Gene duplications, recombination, and gene loss events over the course of evolution result in different numbers of homologous genes in different organisms. This creates a pattern of orthologs (genes generated from speciation events) and paralogs (genes generated from duplication events). Since all of the genes in our database come from one organism (Saccharomyces cerevisiae), these genes are presumably all paralogs of each other.

5.5 Introducing Multiple Sequence Alignments

To figure out homologous genes are related to each other (e.g. figuring out which genes are orthologs and which are paralogs), we need to reconstruct their evolutionary history. The first step in making an evolutionary tree is aligning the homologous genes. When we align more than two genes to each other it is called a multiple sequence alignment (MSA). Here is an example MSA from Wikipedia:

multiple sequence alignment

Each row in the MSA represents a sequence. Each column represents a (supposedly) conserved amino acid across the homologous genes. Highly conserved parts of the protein are colored based on the most common amino acid. Each column in a MSA represents a hypothesis, suggesting that the amino acids in that column all trace back to an ancestral amino acid from the ancestral protein. You can make a MSA from sequences that are not homologous, but the results would be meaningless. It is therefore important to start with sequences you think are homologous.

5.5.1. Programs for performing MSAs

There are many different programs that perform multiple sequence alignments. All of them try to find the best (i.e. true) alignment using different methodologies:

  • Progressive alignments (CLUSTAL), MAFFT): start with most similar sequences and build out. These are fast but not guaranteed to converge on the best alignment.

  • Iterative methods (MUSCLE): repeatedly realign the initial sequences as well as adding new sequences to the growing alignment.

  • Phylogeny-aware methods (PAGAN; Prank): provide a starting tree.

  • Motif finding methods (MEME) search for short, highly conserved patterns within the larger alignment and build out from there.

5.6. Making a MSA with MUSCLE

For this next part, we're going to make an alignment using the Saccharomyces cerevisiae Seripauperin proteins. We will use the BLAST results from "Lesson_5_2_BLAST_Results.txt" to identify likely Seripauperin proteins.
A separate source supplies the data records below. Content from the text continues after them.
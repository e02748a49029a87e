use anyhow::Result;
use serde::Deserialize;

use crate::audio::CaptureSpec;
use crate::script::SessionTiming;

/// Service configuration.
///
/// Every field has a default, so the service runs without a config file.
/// Values load from an optional TOML file and can be overridden with
/// `BANDPREP_`-prefixed environment variables (`__` separates nesting,
/// e.g. `BANDPREP_SERVICE__HTTP__PORT`). Secrets (evaluator API key,
/// storage key) are only ever read from the environment.
#[derive(Debug, Clone, Deserialize)]
#[serde(default)]
pub struct Config {
    pub service: ServiceConfig,
    pub recording: RecordingConfig,
    pub storage: StorageConfig,
    pub evaluator: EvaluatorConfig,
    pub admin: AdminConfig,
    pub prompts: EvaluationPrompts,
}

#[derive(Debug, Clone, Deserialize)]
#[serde(default)]
pub struct ServiceConfig {
    pub name: String,
    pub http: HttpConfig,
}

#[derive(Debug, Clone, Deserialize)]
#[serde(default)]
pub struct HttpConfig {
    pub bind: String,
    pub port: u16,
}

#[derive(Debug, Clone, Deserialize)]
#[serde(default)]
pub struct RecordingConfig {
    pub sample_rate: u32,
    pub channels: u16,
    /// Cue-card preparation countdown, in seconds.
    pub prep_secs: u64,
    /// Recording bound for the cue-card answer.
    pub cue_answer_secs: u64,
    /// Recording bound for introduction and follow-up answers.
    pub prompt_answer_secs: u64,
}

impl RecordingConfig {
    pub fn timing(&self) -> SessionTiming {
        SessionTiming {
            prep: std::time::Duration::from_secs(self.prep_secs),
            cue_answer: std::time::Duration::from_secs(self.cue_answer_secs),
            prompt_answer: std::time::Duration::from_secs(self.prompt_answer_secs),
        }
    }

    pub fn capture_spec(&self) -> CaptureSpec {
        CaptureSpec {
            sample_rate: self.sample_rate,
            channels: self.channels,
        }
    }
}

#[derive(Debug, Clone, Deserialize)]
#[serde(default)]
pub struct StorageConfig {
    /// Hosted storage API base, e.g. "https://xyz.supabase.co/storage/v1".
    /// Unset means the in-memory bucket.
    pub base_url: Option<String>,
    /// Environment variable holding the storage service key.
    pub service_key_env: String,
}

#[derive(Debug, Clone, Deserialize)]
#[serde(default)]
pub struct EvaluatorConfig {
    /// OpenAI-compatible API base.
    pub base_url: String,
    pub model: String,
    /// Environment variable holding the API key. No key, no evaluator.
    pub api_key_env: String,
    pub timeout_secs: u64,
}

#[derive(Debug, Clone, Deserialize)]
#[serde(default)]
pub struct AdminConfig {
    /// Shared PIN for the admin surface. A shared secret, not an auth
    /// system; deployments must override the default.
    pub pin: String,
}

/// Prompt templates for the AI examiner. `{name}` placeholders are filled
/// per call.
#[derive(Debug, Clone, Deserialize)]
#[serde(default)]
pub struct EvaluationPrompts {
    pub speaking_system: String,
    pub speaking_user: String,
    pub writing_system: String,
    pub writing_user: String,
}

impl Config {
    pub fn load(path: &str) -> Result<Self> {
        let settings = config::Config::builder()
            .add_source(config::File::with_name(path).required(false))
            .add_source(config::Environment::with_prefix("BANDPREP").separator("__"))
            .build()?;

        Ok(settings.try_deserialize()?)
    }
}

impl Default for Config {
    fn default() -> Self {
        Self {
            service: ServiceConfig::default(),
            recording: RecordingConfig::default(),
            storage: StorageConfig::default(),
            evaluator: EvaluatorConfig::default(),
            admin: AdminConfig::default(),
            prompts: EvaluationPrompts::default(),
        }
    }
}

impl Default for ServiceConfig {
    fn default() -> Self {
        Self {
            name: "bandprep".to_string(),
            http: HttpConfig::default(),
        }
    }
}

impl Default for HttpConfig {
    fn default() -> Self {
        Self {
            bind: "0.0.0.0".to_string(),
            port: 8080,
        }
    }
}

impl Default for RecordingConfig {
    fn default() -> Self {
        Self {
            sample_rate: 16000,
            channels: 1,
            prep_secs: 60,
            cue_answer_secs: 120,
            prompt_answer_secs: 60,
        }
    }
}

impl Default for StorageConfig {
    fn default() -> Self {
        Self {
            base_url: None,
            service_key_env: "STORAGE_SERVICE_KEY".to_string(),
        }
    }
}

impl Default for EvaluatorConfig {
    fn default() -> Self {
        Self {
            base_url: "https://api.openai.com/v1".to_string(),
            model: "gpt-4o-mini".to_string(),
            api_key_env: "EVALUATOR_API_KEY".to_string(),
            timeout_secs: 30,
        }
    }
}

impl Default for AdminConfig {
    fn default() -> Self {
        Self {
            pin: "123456".to_string(),
        }
    }
}

impl Default for EvaluationPrompts {
    fn default() -> Self {
        Self {
            speaking_system: SPEAKING_SYSTEM.to_string(),
            speaking_user: SPEAKING_USER.to_string(),
            writing_system: WRITING_SYSTEM.to_string(),
            writing_user: WRITING_USER.to_string(),
        }
    }
}

const SPEAKING_SYSTEM: &str = r#"You are a certified IELTS speaking examiner. Score the candidate's answer against the official band descriptors: fluency and coherence, lexical resource, grammatical range and accuracy, and pronunciation.

Respond with a single JSON object and nothing else. No markdown, no commentary. The object must have exactly these fields:
{
  "overallBand": <number, 0-9 in 0.5 steps>,
  "fluency": <number, 0-9>,
  "lexical": <number, 0-9>,
  "grammar": <number, 0-9>,
  "pronunciation": <number, 0-9>,
  "strengths": [<2-4 short strings>],
  "improvements": [<2-4 short strings>],
  "detailedFeedback": <string, 3-5 sentences>,
  "wordCount": <number, words in the transcript>
}"#;

const SPEAKING_USER: &str = r#"Question: {question}

Candidate's transcribed answer:
{transcript}"#;

const WRITING_SYSTEM: &str = r#"You are a certified IELTS writing examiner. Score the essay against the official band descriptors: task response, coherence and cohesion, lexical resource, and grammatical range and accuracy.

Respond with a single JSON object and nothing else. No markdown, no commentary. The object must have exactly these fields:
{
  "overallBand": <number, 0-9 in 0.5 steps>,
  "taskResponse": <number, 0-9>,
  "coherence": <number, 0-9>,
  "lexical": <number, 0-9>,
  "grammar": <number, 0-9>,
  "corrections": [{"line": <number>, "error": <string>, "correction": <string>, "explanation": <string>}],
  "vocabularyUpgrades": [{"original": <string>, "upgrade": <string>, "context": <string>}],
  "improvedEssay": <string, the essay rewritten at band 8+>,
  "tips": [<3-5 short strings>]
}"#;

const WRITING_USER: &str = r#"{task_type} ({min_words} words minimum).

Prompt: {question}

Candidate's essay:
{essay}"#;

#[cfg(test)]
mod tests {
    use super::*;

    #[test]
    fn test_defaults_run_without_a_config_file() {
        let cfg = Config::default();

        assert_eq!(cfg.service.http.port, 8080);
        assert_eq!(cfg.recording.prep_secs, 60);
        assert_eq!(cfg.recording.cue_answer_secs, 120);
        assert_eq!(cfg.recording.sample_rate, 16000);
        assert_eq!(cfg.admin.pin, "123456");
        assert!(cfg.storage.base_url.is_none());
    }

    #[test]
    fn test_missing_file_falls_back_to_defaults() {
        let cfg = Config::load("/nonexistent/bandprep").unwrap();
        assert_eq!(cfg.service.http.port, 8080);
        assert_eq!(cfg.evaluator.model, "gpt-4o-mini");
    }

    #[test]
    fn test_toml_file_overrides_defaults() {
        let dir = tempfile::tempdir().unwrap();
        let path = dir.path().join("bandprep.toml");
        std::fs::write(
            &path,
            r#"
[service.http]
port = 9999

[recording]
prep_secs = 5

[admin]
pin = "777777"
"#,
        )
        .unwrap();

        let cfg = Config::load(path.to_str().unwrap()).unwrap();
        assert_eq!(cfg.service.http.port, 9999);
        assert_eq!(cfg.recording.prep_secs, 5);
        assert_eq!(cfg.admin.pin, "777777");
        // Untouched sections keep their defaults
        assert_eq!(cfg.recording.cue_answer_secs, 120);
        assert_eq!(cfg.service.name, "bandprep");
    }

    #[test]
    fn test_timing_and_capture_spec_derive_from_recording() {
        let recording = RecordingConfig {
            sample_rate: 44100,
            channels: 2,
            prep_secs: 30,
            cue_answer_secs: 90,
            prompt_answer_secs: 45,
        };

        let timing = recording.timing();
        assert_eq!(timing.prep.as_secs(), 30);
        assert_eq!(timing.cue_answer.as_secs(), 90);
        assert_eq!(timing.prompt_answer.as_secs(), 45);

        let spec = recording.capture_spec();
        assert_eq!(spec.sample_rate, 44100);
        assert_eq!(spec.channels, 2);
    }
}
5.6.1. Extract sequence IDs with awk, gsed, and Samtools

The sequence IDs of the Seripauperin proteins are in the second column of "Lesson_5_2_BLAST_Results.txt". To extract the list of sequence IDs, we're going to use awk along with xargs. Awk is a language used for manipulating text data. When we have a tab-delimited file, the print function in awk is a powerful way to pull out columns:

Extract the second column from "Lesson_5_2_BLAST_Results.txt" with awk:

awk '{print $2}' Lesson_5_2_BLAST_Results.txt > Temp_BLAST_List

Add quotes to the start and end of sequence IDs with gsed:

gsed -i 's/^/"/g' Temp_BLAST_List
gsed -i 's/$/"/g' Temp_BLAST_List

And finally use the list "Temp_BLAST_List" to extract the sequences with Samtools:

xargs samtools faidx Lesson_4_Yeast_Proteome.fasta < Temp_BLAST_List > Lesson_5_3_PAU5_BLAST_Hits.fasta

You can quickly check that everything worked using head, and then delete the temporary list file:

head Lesson_5_3_PAU5_BLAST_Hits.fasta
rm -i Temp_BLAST_List

You can see how many sequences are in this file by counting the number of greater-than (>) symbols using grep:

grep -c ">" Lesson_5_3_PAU5_BLAST_Hits.fasta

The file "Lesson_5_3_PAU5_BLAST_Hits.fasta" contains a fasta file with 35 putative Seripauperin proteins!
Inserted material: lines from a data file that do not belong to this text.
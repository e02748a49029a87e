//! Telemetry initialization (tracing/tracing-subscriber).
//!
//! - LOG_LEVEL controls the filter (e.g. "debug" or full directives like
//!   "info,bandprep=debug,tower_http=info").
//! - LOG_FORMAT selects "pretty" (default) or "json" structured logs.

use tracing_subscriber::EnvFilter;

pub fn init_tracing() {
    let filter = EnvFilter::try_from_env("LOG_LEVEL")
        .unwrap_or_else(|_| EnvFilter::new("info,bandprep=debug,tower_http=info,axum=info"));

    let builder = tracing_subscriber::fmt()
        .with_env_filter(filter)
        .with_target(true);

    match std::env::var("LOG_FORMAT").as_deref() {
        Ok("json") => builder.json().init(),
        _ => builder.init(),
    }
}
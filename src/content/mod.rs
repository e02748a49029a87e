//! Content records: the tests, questions and tasks students practice with,
//! and the submissions they produce.

mod records;
mod store;

pub mod samples;

pub use records::{
    Category, ListeningPart, ListeningTest, ReadingTest, SpeakingQuestion, SpeakingSubmission,
    SpeakingTest, WritingSubmission, WritingTask, WritingTaskType,
};
pub use store::ContentStore;
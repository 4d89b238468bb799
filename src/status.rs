use nix::sys::wait::WaitStatus;

/// Collapse a decoded `waitpid` status into the wire's canonical form: a
/// non-negative exit code, or `-1` meaning "did not exit normally" (killed by
/// signal, core-dumped, or never successfully exec'd).
pub fn canonicalize(status: &WaitStatus) -> i32 {
    match status {
        WaitStatus::Exited(_, code) => *code,
        _ => -1,
    }
}

/// The pid a `WaitStatus` is reporting on, for callers that filter by pid
/// before trusting a reap (e.g. the pump's SIGCHLD handler, which can be
/// woken for statuses unrelated to its own child under `WNOHANG`).
pub fn status_pid(status: &WaitStatus) -> Option<nix::unistd::Pid> {
    match status {
        WaitStatus::Exited(p, _)
        | WaitStatus::Signaled(p, _, _)
        | WaitStatus::Stopped(p, _)
        | WaitStatus::Continued(p) => Some(*p),
        _ => None,
    }
}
5.6.2. Align sequences with MUSCLE

Before using MUSCLE, you have to install it:

brew install brewsci/bio/muscle

MUSCLE is easy to run, you just need to give it an input (-in) and output (-out) file. In our case, the input file is "Lesson_5_3_PAU5_BLAST_Hits.fasta". The output file name could be anything you want:

muscle -in Lesson_5_3_PAU5_BLAST_Hits.fasta -out Lesson_5_4_PAU5_MUSCLE.fasta

The MUSCLE algorithm is an iterative method. By default it tries eight iterations of refinement. It should complete the alignment pretty fast with this small dataset.

5.7. Visualize your MSA

You could look at the results of your MUSCLE alignment in Terminal or a text editor, but it is going to be very hard to determine if the alignment is any good. While I generally use command line tools in my lab, sometimes you really need a GUI (graphical use interface).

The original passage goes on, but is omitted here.